I don't think most people who use Windows - the more casual users - ever use terminal commands. I certainly never have.

And that's kind of my point. Windows isn't designed for someone who knows how to use terminal commands, not really. It's designed for the commonplace user who doesn't even know what terminal commands are. That's what I mean by more user-friendly than Linux. Windows is literally just point and click and go. No actual computing knowledge required to use.

Ah, well, terminal commands are hella convenient. But I might've weakened my position by mentioning them - there're a lot of Linux distros that are as easy to navigate by mouse or touchpad as Windows.

Ubuntu's is also point and click and go - no computing knowledge required. It's what I recommend to people jaded with Windows but aren't interested in hassle.

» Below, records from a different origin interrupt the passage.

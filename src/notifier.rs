use async_trait::async_trait;
use chrono::{DateTime, Utc};
use reqwest::Client;
use serde::{Deserialize, Serialize};
use std::time::Duration;

use crate::config::NotificationsConfig;
use crate::models::AlertReason;
use crate::utils::error::{AppError, Result};

/// Wire payload for the outbound webhook.
#[derive(Debug, Clone, Serialize, Deserialize, PartialEq)]
pub struct AlertPayload {
    pub title: String,
    pub url: String,
    pub signal_value: f64,
    pub reason: AlertReason,
    pub timestamp: DateTime<Utc>,
}

#[derive(Debug, Clone, Copy, PartialEq, Eq)]
pub enum NotifyOutcome {
    Sent,
    Suppressed,
}

/// Outbound alert channel. The pipeline decides *whether* to alert (ledger
/// check); implementations only deliver.
#[async_trait]
pub trait Notify: Send + Sync {
    async fn send(&self, payload: &AlertPayload) -> Result<()>;
}

pub struct WebhookNotifier {
    client: Client,
    webhook_url: Option<String>,
}

const SEND_TIMEOUT: Duration = Duration::from_secs(10);

impl WebhookNotifier {
    pub fn new(config: &NotificationsConfig) -> Self {
        WebhookNotifier {
            client: Client::new(),
            webhook_url: config.webhook_url.clone(),
        }
    }
}

#[async_trait]
impl Notify for WebhookNotifier {
    async fn send(&self, payload: &AlertPayload) -> Result<()> {
        let Some(webhook_url) = &self.webhook_url else {
            return Err(AppError::Notify("no webhook URL configured".to_string()));
        };

        let response = self
            .client
            .post(webhook_url)
            .timeout(SEND_TIMEOUT)
            .json(payload)
            .send()
            .await
            .map_err(|e| AppError::Notify(format!("webhook unreachable: {e}")))?;

        if !response.status().is_success() {
            return Err(AppError::Notify(format!(
                "webhook returned {}",
                response.status()
            )));
        }
        Ok(())
    }
}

I've no personal experience with Zorin OS, but I've heard good things about it. Zorin OS was designed specifically to be easy for Windows refugees to use - it comes predownloaded with all the bloat, er, all the programs you could ever need - and a lot of programs you couldn't ever need, too. Like Windows, except it doesn't harvest your data. And it's more secure. And faster. And vastly more secure, but that comes with the territory of not being Windows. Zorin OS comes with Wine and PlayOnLinux installed, too, which saves a new user the minimal time and effort it'd take to install those on a different distro. But, what I'm saying is, it's out-of-the-box compatible with other programs, like games.

When you pay for Windows, you're basically paying for convenience, sure - the convenience of not looking up an online tutorial on how to download the Linux distro you want. But if you're willing to spend an afternoon upgrading your operating system, Ubuntu's better than Windows if you're willing to download programs as you find out you need them, and Zorin OS (I'm told) is better if you aren't. There's no reason to use Windows 10. It's bad, the company's toxic, it's insecure, Microsoft's recording what you do on it, it's slow, it's bad.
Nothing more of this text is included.